Show each line from the records below in which the word "FileCache" occurs.

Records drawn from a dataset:
※
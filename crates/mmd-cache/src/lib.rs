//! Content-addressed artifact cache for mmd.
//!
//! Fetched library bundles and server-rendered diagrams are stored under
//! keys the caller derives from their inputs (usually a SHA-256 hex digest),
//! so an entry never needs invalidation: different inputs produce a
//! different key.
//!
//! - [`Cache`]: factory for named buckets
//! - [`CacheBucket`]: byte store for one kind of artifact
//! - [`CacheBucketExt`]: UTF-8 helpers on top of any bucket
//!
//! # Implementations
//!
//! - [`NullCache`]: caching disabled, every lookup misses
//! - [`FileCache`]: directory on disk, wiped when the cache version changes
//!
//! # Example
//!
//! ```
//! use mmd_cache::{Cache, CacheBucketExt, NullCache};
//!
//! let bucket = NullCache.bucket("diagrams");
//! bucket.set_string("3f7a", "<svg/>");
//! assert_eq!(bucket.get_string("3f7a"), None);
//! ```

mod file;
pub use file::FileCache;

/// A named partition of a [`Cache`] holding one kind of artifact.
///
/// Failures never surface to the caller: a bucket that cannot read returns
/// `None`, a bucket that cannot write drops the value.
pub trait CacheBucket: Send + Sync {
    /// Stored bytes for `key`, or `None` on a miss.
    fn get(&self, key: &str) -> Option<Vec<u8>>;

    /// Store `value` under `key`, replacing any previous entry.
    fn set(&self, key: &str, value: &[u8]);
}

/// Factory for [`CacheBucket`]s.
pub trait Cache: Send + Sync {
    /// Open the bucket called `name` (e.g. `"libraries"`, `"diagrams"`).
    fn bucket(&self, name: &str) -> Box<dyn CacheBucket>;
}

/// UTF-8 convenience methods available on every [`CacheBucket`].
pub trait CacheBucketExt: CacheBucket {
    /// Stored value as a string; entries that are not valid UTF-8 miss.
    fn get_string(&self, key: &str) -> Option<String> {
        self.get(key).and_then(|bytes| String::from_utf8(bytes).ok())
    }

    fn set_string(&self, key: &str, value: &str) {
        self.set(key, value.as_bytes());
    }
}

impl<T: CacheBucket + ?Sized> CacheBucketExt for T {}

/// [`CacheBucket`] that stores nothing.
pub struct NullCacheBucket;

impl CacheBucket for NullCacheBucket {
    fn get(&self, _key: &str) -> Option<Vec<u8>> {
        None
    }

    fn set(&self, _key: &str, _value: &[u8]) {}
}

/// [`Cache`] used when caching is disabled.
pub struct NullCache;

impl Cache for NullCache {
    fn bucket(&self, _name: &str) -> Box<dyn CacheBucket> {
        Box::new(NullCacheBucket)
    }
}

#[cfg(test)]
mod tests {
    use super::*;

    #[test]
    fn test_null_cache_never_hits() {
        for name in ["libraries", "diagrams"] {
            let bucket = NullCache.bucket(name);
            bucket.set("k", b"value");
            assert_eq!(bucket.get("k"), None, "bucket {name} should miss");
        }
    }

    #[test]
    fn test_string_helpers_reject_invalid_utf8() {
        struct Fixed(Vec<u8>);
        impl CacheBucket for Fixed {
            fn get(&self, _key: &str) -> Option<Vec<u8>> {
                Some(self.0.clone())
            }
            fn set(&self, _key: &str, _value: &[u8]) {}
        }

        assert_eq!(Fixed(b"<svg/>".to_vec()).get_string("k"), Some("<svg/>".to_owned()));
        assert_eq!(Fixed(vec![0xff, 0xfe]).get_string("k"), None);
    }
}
※
● Finished exercise
//! - [`FileCache`]: directory on disk, wiped when the cache version changes
pub use file::FileCache;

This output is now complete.